Abstract

This chapter offers an overview of the contribution of Ancient Greece to Psychosomatic Medicine and by extension to Liaison Psychiatry, spanning more than a millennium, from the ninth century BC to the second Century AD. This synthesis has drawn directly from original texts and from expert works, in order to distil a narrative specifically for Psychosomatic Medicine. The overview summarises chronologically some of the most notable developments in Psychosomatic Medicine. It starts with the birth of Psychiatry and psychosomatic notions in ancient Greek myths, Melampus and the practice of psychological medicine in Asclepieia.
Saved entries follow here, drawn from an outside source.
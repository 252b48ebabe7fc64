//! Required-section, required-element and signal matching.

use prompt_harness_core::{
    ChecklistConfig, ConfigError, ElementHit, SignalIndicator, validate_checklist,
};
use regex::{Regex, RegexBuilder};

#[derive(Debug, Clone)]
struct CompiledElement {
    name: String,
    hint: Option<String>,
    pattern: Regex,
}

#[derive(Debug, Clone)]
struct CompiledSignal {
    name: String,
    recommendation: String,
    pattern: Regex,
}

/// A checklist with its patterns compiled once, ready to evaluate text.
#[derive(Debug, Clone)]
pub struct CompiledChecklist {
    sections: Vec<String>,
    elements: Vec<CompiledElement>,
    signals: Vec<CompiledSignal>,
}

/// Per-response checklist outcome.
#[derive(Debug, Clone, Default, PartialEq)]
pub struct ChecklistOutcome {
    pub sections_total: usize,
    pub sections_found: Vec<String>,
    pub missing_sections: Vec<String>,
    pub elements_total: usize,
    pub element_hits: Vec<ElementHit>,
    /// Missing element names paired with their hints.
    pub missing_elements: Vec<(String, Option<String>)>,
    pub indicators: Vec<SignalIndicator>,
    /// Recommendations of signals that were not present.
    pub absent_signal_recommendations: Vec<String>,
}

impl ChecklistOutcome {
    pub fn section_coverage(&self) -> f64 {
        ratio(self.sections_found.len(), self.sections_total)
    }

    pub fn element_coverage(&self) -> f64 {
        let found = self.element_hits.iter().filter(|hit| hit.matches > 0).count();
        ratio(found, self.elements_total)
    }

    /// Missing section headings followed by missing element names.
    pub fn missing_requirements(&self) -> Vec<String> {
        self.missing_sections
            .iter()
            .cloned()
            .chain(self.missing_elements.iter().map(|(name, _)| name.clone()))
            .collect()
    }
}

fn ratio(found: usize, total: usize) -> f64 {
    if total == 0 {
        0.0
    } else {
        found as f64 / total as f64
    }
}

impl CompiledChecklist {
    /// Validates and compiles a checklist.
    pub fn compile(config: &ChecklistConfig) -> Result<Self, Vec<ConfigError>> {
        let errors = validate_checklist(config);
        if !errors.is_empty() {
            return Err(errors);
        }

        let mut errors = Vec::new();
        let mut elements = Vec::with_capacity(config.elements.len());
        for element in &config.elements {
            match compile_pattern(&element.name, &element.pattern) {
                Ok(pattern) => elements.push(CompiledElement {
                    name: element.name.trim().to_string(),
                    hint: element.hint.clone(),
                    pattern,
                }),
                Err(err) => errors.push(err),
            }
        }

        let mut signals = Vec::with_capacity(config.signals.len());
        for signal in &config.signals {
            match compile_pattern(&signal.name, &signal.pattern) {
                Ok(pattern) => signals.push(CompiledSignal {
                    name: signal.name.trim().to_string(),
                    recommendation: signal.recommendation.clone(),
                    pattern,
                }),
                Err(err) => errors.push(err),
            }
        }

        if !errors.is_empty() {
            return Err(errors);
        }

        Ok(Self {
            sections: config.sections.iter().map(|s| s.trim().to_string()).collect(),
            elements,
            signals,
        })
    }

    pub fn sections(&self) -> &[String] {
        &self.sections
    }

    pub fn element_names(&self) -> impl Iterator<Item = &str> {
        self.elements.iter().map(|e| e.name.as_str())
    }

    /// Matches sections (case-insensitive substring), elements and signals
    /// (case-insensitive regex) anywhere in `text`.
    pub fn evaluate(&self, text: &str) -> ChecklistOutcome {
        let lowered = text.to_lowercase();
        let mut outcome = ChecklistOutcome {
            sections_total: self.sections.len(),
            elements_total: self.elements.len(),
            ..ChecklistOutcome::default()
        };

        for section in &self.sections {
            if lowered.contains(&section.to_lowercase()) {
                outcome.sections_found.push(section.clone());
            } else {
                outcome.missing_sections.push(section.clone());
            }
        }

        for element in &self.elements {
            let matches = element.pattern.find_iter(text).count();
            if matches == 0 {
                outcome
                    .missing_elements
                    .push((element.name.clone(), element.hint.clone()));
            }
            outcome.element_hits.push(ElementHit {
                name: element.name.clone(),
                matches,
            });
        }

        for signal in &self.signals {
            let present = signal.pattern.is_match(text);
            if !present {
                outcome
                    .absent_signal_recommendations
                    .push(signal.recommendation.clone());
            }
            outcome.indicators.push(SignalIndicator {
                name: signal.name.clone(),
                present,
            });
        }

        outcome
    }

    /// Outcome for an empty response: nothing found, everything missing.
    pub fn empty_outcome(&self) -> ChecklistOutcome {
        ChecklistOutcome {
            sections_total: self.sections.len(),
            sections_found: Vec::new(),
            missing_sections: self.sections.clone(),
            elements_total: self.elements.len(),
            element_hits: self
                .elements
                .iter()
                .map(|e| ElementHit {
                    name: e.name.clone(),
                    matches: 0,
                })
                .collect(),
            missing_elements: self
                .elements
                .iter()
                .map(|e| (e.name.clone(), e.hint.clone()))
                .collect(),
            indicators: self
                .signals
                .iter()
                .map(|s| SignalIndicator {
                    name: s.name.clone(),
                    present: false,
                })
                .collect(),
            absent_signal_recommendations: Vec::new(),
        }
    }
}

fn compile_pattern(name: &str, pattern: &str) -> Result<Regex, ConfigError> {
    RegexBuilder::new(pattern)
        .case_insensitive(true)
        .build()
        .map_err(|err| ConfigError::InvalidPattern {
            name: name.trim().to_string(),
            reason: err.to_string(),
        })
}
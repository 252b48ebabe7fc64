//! Score aggregation and recommendation mapping.

use std::collections::HashSet;

use prompt_harness_core::{AnalysisKind, QualityTier, ScoringConfig, ValidationResult};

use crate::checklist::ChecklistOutcome;

/// Recommendation emitted when the provider returned no text.
pub const EMPTY_RESPONSE_RECOMMENDATION: &str =
    "No response text was received; check the provider error and API key configuration";

/// Length component of the score: 1.0 at or above the minimum, linear below.
pub fn length_adequacy(response_length: usize, min_response_length: usize) -> f64 {
    if min_response_length == 0 {
        return 1.0;
    }
    (response_length as f64 / min_response_length as f64).clamp(0.0, 1.0)
}

/// Weighted, normalized quality score in `[0, 1]`.
pub fn quality_score(
    section_coverage: f64,
    element_coverage: f64,
    response_length: usize,
    scoring: &ScoringConfig,
) -> f64 {
    let weights = scoring.weights;
    let sum = weights.sum();
    if !sum.is_finite() || sum <= 0.0 {
        return 0.0;
    }
    let weighted = weights.section_weight * section_coverage
        + weights.element_weight * element_coverage
        + weights.length_weight * length_adequacy(response_length, scoring.min_response_length);
    (weighted / sum).clamp(0.0, 1.0)
}

/// Assigns the quality tier for a score and its coverages.
pub fn quality_tier(
    score: f64,
    section_coverage: f64,
    element_coverage: f64,
    scoring: &ScoringConfig,
) -> QualityTier {
    if score <= 0.0 {
        QualityTier::Failed
    } else if score >= scoring.min_quality_score
        && section_coverage >= scoring.min_section_coverage
        && element_coverage >= scoring.min_element_coverage
    {
        QualityTier::High
    } else if score >= scoring.min_quality_score {
        QualityTier::Medium
    } else {
        QualityTier::Low
    }
}

/// Combines a checklist outcome and response length into a
/// [`ValidationResult`].
pub fn aggregate(
    kind: AnalysisKind,
    outcome: &ChecklistOutcome,
    response_length: usize,
    scoring: &ScoringConfig,
) -> ValidationResult {
    let section_coverage = outcome.section_coverage();
    let element_coverage = outcome.element_coverage();
    let quality_score = if response_length == 0 {
        0.0
    } else {
        quality_score(section_coverage, element_coverage, response_length, scoring)
    };
    let missing_requirements = outcome.missing_requirements();
    let recommendations = recommendations(
        kind,
        outcome,
        section_coverage,
        element_coverage,
        response_length,
        missing_requirements.len(),
        scoring,
    );

    ValidationResult {
        quality_score,
        section_coverage,
        element_coverage,
        response_length,
        missing_requirements,
        recommendations,
        sections_found: outcome.sections_found.clone(),
        element_hits: outcome.element_hits.clone(),
        indicators: outcome.indicators.clone(),
        quality_tier: quality_tier(quality_score, section_coverage, element_coverage, scoring),
        passed: quality_score >= scoring.min_quality_score,
    }
}

fn recommendations(
    kind: AnalysisKind,
    outcome: &ChecklistOutcome,
    section_coverage: f64,
    element_coverage: f64,
    response_length: usize,
    missing_count: usize,
    scoring: &ScoringConfig,
) -> Vec<String> {
    let mut candidates = Vec::new();

    if response_length == 0 {
        candidates.push(EMPTY_RESPONSE_RECOMMENDATION.to_string());
    }
    if section_coverage < scoring.min_section_coverage {
        candidates.push(match kind {
            AnalysisKind::Tam => {
                "Consider adding more explicit section headers to guide the LLM".to_string()
            }
            AnalysisKind::Dcf => {
                "Consider adding more explicit section headers to guide the AI model".to_string()
            }
        });
    }
    if element_coverage < scoring.min_element_coverage {
        candidates.push(match kind {
            AnalysisKind::Tam => {
                "Add more specific examples of required elements in the prompt".to_string()
            }
            AnalysisKind::Dcf => {
                "Add more specific examples of required DCF elements in the prompt".to_string()
            }
        });
    }
    if response_length > 0 && response_length < scoring.min_response_length {
        candidates.push(format!(
            "Response is shorter than {} characters; ask for a more detailed analysis",
            scoring.min_response_length
        ));
    }
    candidates.extend(outcome.absent_signal_recommendations.iter().cloned());
    if missing_count > scoring.max_missing_requirements {
        candidates.push(match kind {
            AnalysisKind::Tam => {
                "Prompt may be too complex - consider breaking into smaller, focused sections"
                    .to_string()
            }
            AnalysisKind::Dcf => {
                "DCF prompt may be too complex - consider breaking into focused sections"
                    .to_string()
            }
        });
    }
    for section in &outcome.missing_sections {
        candidates.push(format!("Request a \"{section}\" section explicitly"));
    }
    for (name, hint) in &outcome.missing_elements {
        candidates.push(format!(
            "Ask explicitly for {}",
            hint.as_deref().unwrap_or(name)
        ));
    }

    dedup_capped(candidates, scoring.max_recommendations)
}

/// Drops repeats (first occurrence wins) and keeps at most `cap` entries.
pub fn dedup_capped(candidates: Vec<String>, cap: usize) -> Vec<String> {
    let mut seen = HashSet::new();
    candidates
        .into_iter()
        .filter(|rec| seen.insert(rec.clone()))
        .take(cap)
        .collect()
}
It then reviews the interplay between Philosophy and Medicine on the psyche-soma question, from the pre-Socratic philosophers of Ionia to the Hellenistic years and beyond. Major scientific theories such as humorism and atomism, and the psychosomatic ideas developed by Hippocrates, Pythagoras, Plato, Aristotle and others are revisited. The chapter then overviews the development of Clinical Psychiatry and Neuroscience and the elaboration of preceding knowledge during the Roman era by Galen and others. It concludes with the realisation that the modern ideas and practice of Medicine can benefit from the paradigm of Ancient Greek Psychosomatic Medicine, particularly in medical education.